So for all intents and purposes, no more Club Nautico. No more Panama Canal YC. No more Pedro Miguel Boat Club. And no more Balboa YC — at least such as it was in its glory days. Things sure have changed in that part of the cruising world, and in our opinion, not for the better.

Greg and Debbie Dorland have been cruising the East Coast of the United States aboard their Tahoe-based Catana 52 Escapade, and have found the Northeast to be more to their liking than the Chesapeake. "Newport has been a gas!" Greg says. "We arrived just in time to see the start of the TransAtlantic Race, and can't believe the number of spectacular boats that pass by, or the number of bars on the more-than-250-year-old Bannister's Wharf. But we're now here at Martha's Vineyard, where President Obama is expected to arrive at any minute. We haven't yet received our invitation to join him and his family at their vacation compound, but it should come any time."

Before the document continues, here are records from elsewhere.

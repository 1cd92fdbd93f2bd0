//! Recording doubles for the pin, peripheral and cycle counter traits.
//!
//! Every double writes into one shared `Recorder`, so tests can check the
//! relative order of chip-select edges, direction switches and transfers, and
//! the counter value at which each of them happened.

#![allow(dead_code)]

use std::{
    cell::{Cell, RefCell},
    collections::VecDeque,
    rc::Rc,
};

use embedded_hal::digital::PinState;
use tle5012_ssc::{
    BusConfiguration, ChipSelectBinding, ClockError, CycleCounter, DigitalPin, HalfDuplexBus,
    HalfDuplexPeripheral, LineDirection, PeripheralError, PinMode, Polarity, SlaveNumber,
};

pub const CS_NAMES: [&str; 4] = ["cs0", "cs1", "cs2", "cs3"];

/// Counter ticks a mocked transfer takes per word
pub const TICKS_PER_WORD: u32 = 16;

#[derive(Debug, Clone, PartialEq, Eq)]
pub enum Event {
    CounterStart,
    Configure(&'static str, PinMode),
    Write(&'static str, PinState),
    Direction(LineDirection),
    Transmit(Vec<u16>),
    Receive(usize),
}

#[derive(Debug, Clone, Copy, PartialEq, Eq)]
pub enum Stage {
    Transmit,
    Receive,
    Direction(LineDirection),
}

/// Error reported by a [`MockPin`] told to fail, naming the pin
#[derive(Debug, Clone, Copy, PartialEq, Eq)]
pub struct PinFault(pub &'static str);

#[derive(Debug)]
pub struct Recorder {
    events: RefCell<Vec<(u32, Event)>>,
    ticks: Cell<u32>,
    clock_hz: Cell<u32>,
    counter_fails: Cell<Option<ClockError>>,
    responses: RefCell<VecDeque<u16>>,
    faults: RefCell<Vec<(Stage, PeripheralError)>>,
    pin_faults: RefCell<Vec<(&'static str, PinState)>>,
}

impl Recorder {
    pub fn new(clock_hz: u32) -> Rc<Self> {
        Rc::new(Self {
            events: RefCell::new(Vec::new()),
            ticks: Cell::new(0),
            clock_hz: Cell::new(clock_hz),
            counter_fails: Cell::new(None),
            responses: RefCell::new(VecDeque::new()),
            faults: RefCell::new(Vec::new()),
            pin_faults: RefCell::new(Vec::new()),
        })
    }

    fn record(&self, event: Event) {
        self.events.borrow_mut().push((self.ticks.get(), event));
    }

    fn advance(&self, ticks: u32) -> u32 {
        let now = self.ticks.get().wrapping_add(ticks);
        self.ticks.set(now);
        now
    }

    fn take_fault(&self, stage: Stage) -> Option<PeripheralError> {
        let mut faults = self.faults.borrow_mut();
        let position = faults.iter().position(|(s, _)| *s == stage)?;
        Some(faults.remove(position).1)
    }

    fn take_pin_fault(&self, name: &'static str, level: PinState) -> bool {
        let mut faults = self.pin_faults.borrow_mut();
        match faults.iter().position(|f| *f == (name, level)) {
            Some(position) => {
                faults.remove(position);
                true
            }
            None => false,
        }
    }

    pub fn events(&self) -> Vec<Event> {
        self.events.borrow().iter().map(|(_, e)| e.clone()).collect()
    }

    pub fn timed_events(&self) -> Vec<(u32, Event)> {
        self.events.borrow().clone()
    }

    pub fn clear(&self) {
        self.events.borrow_mut().clear();
    }

    pub fn set_clock_hz(&self, clock_hz: u32) {
        self.clock_hz.set(clock_hz);
    }

    pub fn set_ticks(&self, ticks: u32) {
        self.ticks.set(ticks);
    }

    pub fn fail_counter(&self, error: ClockError) {
        self.counter_fails.set(Some(error));
    }

    pub fn queue_response(&self, words: &[u16]) {
        self.responses.borrow_mut().extend(words.iter().copied());
    }

    pub fn fail_next(&self, stage: Stage, error: PeripheralError) {
        self.faults.borrow_mut().push((stage, error));
    }

    /// Make the next write of `level` to pin `name` fail without changing it
    pub fn fail_write(&self, name: &'static str, level: PinState) {
        self.pin_faults.borrow_mut().push((name, level));
    }

    /// Counter value at which the first event equal to `event` was recorded
    pub fn tick_of(&self, event: &Event) -> u32 {
        self.events
            .borrow()
            .iter()
            .find(|(_, e)| e == event)
            .map(|(t, _)| *t)
            .unwrap_or_else(|| panic!("event {event:?} not recorded"))
    }
}

#[derive(Debug)]
pub struct MockPin {
    name: &'static str,
    polarity: Polarity,
    level: PinState,
    recorder: Rc<Recorder>,
}

impl MockPin {
    pub fn new(recorder: &Rc<Recorder>, name: &'static str, polarity: Polarity) -> Self {
        Self {
            name,
            polarity,
            level: PinState::Low,
            recorder: Rc::clone(recorder),
        }
    }

    pub fn name(&self) -> &'static str {
        self.name
    }

    pub fn level(&self) -> PinState {
        self.level
    }
}

impl DigitalPin for MockPin {
    type Error = PinFault;

    fn configure(&mut self, mode: PinMode) -> Result<(), Self::Error> {
        self.recorder.record(Event::Configure(self.name, mode));
        Ok(())
    }

    fn read(&mut self) -> Result<PinState, Self::Error> {
        Ok(self.level)
    }

    fn write(&mut self, level: PinState) -> Result<(), Self::Error> {
        if self.recorder.take_pin_fault(self.name, level) {
            return Err(PinFault(self.name));
        }
        self.level = level;
        self.recorder.record(Event::Write(self.name, level));
        Ok(())
    }

    fn polarity(&self) -> Polarity {
        self.polarity
    }
}

#[derive(Debug)]
pub struct MockPeripheral {
    recorder: Rc<Recorder>,
}

impl MockPeripheral {
    pub fn new(recorder: &Rc<Recorder>) -> Self {
        Self {
            recorder: Rc::clone(recorder),
        }
    }
}

impl HalfDuplexPeripheral for MockPeripheral {
    fn set_direction(&mut self, direction: LineDirection) -> Result<(), PeripheralError> {
        self.recorder.record(Event::Direction(direction));
        match self.recorder.take_fault(Stage::Direction(direction)) {
            Some(error) => Err(error),
            None => Ok(()),
        }
    }

    fn transmit(&mut self, words: &[u16], _timeout_ms: u32) -> Result<(), PeripheralError> {
        self.recorder.record(Event::Transmit(words.to_vec()));
        if let Some(error) = self.recorder.take_fault(Stage::Transmit) {
            return Err(error);
        }
        self.recorder.advance(TICKS_PER_WORD * words.len() as u32);
        Ok(())
    }

    fn receive(&mut self, buffer: &mut [u16], _timeout_ms: u32) -> Result<(), PeripheralError> {
        self.recorder.record(Event::Receive(buffer.len()));
        if let Some(error) = self.recorder.take_fault(Stage::Receive) {
            return Err(error);
        }
        let mut responses = self.recorder.responses.borrow_mut();
        for word in buffer.iter_mut() {
            *word = responses.pop_front().unwrap_or(0xFFFF);
        }
        self.recorder.advance(TICKS_PER_WORD * buffer.len() as u32);
        Ok(())
    }
}

/// Counter that moves forward by one tick on every read
#[derive(Debug)]
pub struct MockCounter {
    recorder: Rc<Recorder>,
}

impl MockCounter {
    pub fn new(recorder: &Rc<Recorder>) -> Self {
        Self {
            recorder: Rc::clone(recorder),
        }
    }
}

impl CycleCounter for MockCounter {
    fn start(&mut self) -> Result<(), ClockError> {
        if let Some(error) = self.recorder.counter_fails.get() {
            return Err(error);
        }
        self.recorder.record(Event::CounterStart);
        Ok(())
    }

    fn clock_hz(&self) -> u32 {
        self.recorder.clock_hz.get()
    }

    fn ticks(&self) -> u32 {
        self.recorder.advance(1)
    }
}

pub type MockBus = HalfDuplexBus<MockPeripheral, MockPin, MockPin, MockPin, MockCounter>;

pub fn chip_select(recorder: &Rc<Recorder>, slave: SlaveNumber) -> ChipSelectBinding<MockPin> {
    ChipSelectBinding::new(
        slave,
        MockPin::new(recorder, CS_NAMES[slave.index()], Polarity::ActiveLow),
    )
}

pub fn configuration(
    recorder: &Rc<Recorder>,
) -> BusConfiguration<MockPeripheral, MockPin, MockPin> {
    BusConfiguration::new(
        MockPeripheral::new(recorder),
        MockPin::new(recorder, "sck", Polarity::ActiveHigh),
        MockPin::new(recorder, "mosi", Polarity::ActiveHigh),
    )
}

/// Uninitialized bus with chip-selects attached for `slaves`
pub fn bus(recorder: &Rc<Recorder>, slaves: &[SlaveNumber]) -> MockBus {
    let mut bus = HalfDuplexBus::new(configuration(recorder), MockCounter::new(recorder));
    for &slave in slaves {
        bus.attach_select(chip_select(recorder, slave)).unwrap();
    }
    bus
}

/// Initialized bus with `slave` bound, event log cleared
pub fn ready_bus(recorder: &Rc<Recorder>, slaves: &[SlaveNumber], slave: SlaveNumber) -> MockBus {
    let mut bus = bus(recorder, slaves);
    bus.initialize().unwrap();
    bus.bind_select(slave).unwrap();
    recorder.clear();
    bus
}

/// Replays the log and checks no two chip-selects were ever low together
pub fn assert_single_select(events: &[Event]) {
    let mut low = [false; 4];
    for event in events {
        if let Event::Write(name, level) = event {
            if let Some(index) = CS_NAMES.iter().position(|n| n == name) {
                low[index] = *level == PinState::Low;
                let active = low.iter().filter(|l| **l).count();
                assert!(active <= 1, "{active} chip-selects active after {event:?}");
            }
        }
    }
}

/// Number of writes recorded for pin `name`
pub fn writes_to(events: &[Event], name: &str) -> usize {
    events
        .iter()
        .filter(|e| matches!(e, Event::Write(n, _) if *n == name))
        .count()
}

The Northeast, of course, doesn't have reliably fine weather. While at Provincetown, for example, the Dorlands rode out 30- to 35-knot winds on the hook. "It was so rough that we had to stay on the boat and watch a movie and the dog had to pee on the last transom step. In addition to periodic rain, we gave up on going to Maine because everyone said it was too cold. As much as we like the Northeast, we'd rather be back in the Caribbean and warm — which is where we're headed next."

There's sad news out of Palmerston Atoll in the Cook Islands, as American's Frank and Gail — last name unknown — lost their 42-ft sloop RiRi — type of boat and hailing port unknown — on a reef after the loop on the mooring she'd been secured to apparently failed. The locals, who were said to have just checked all the moorings, are reported to be almost as devastated as Frank and Gail. We hope to get more factual information on this unfortunate incident for the next issue of Latitude.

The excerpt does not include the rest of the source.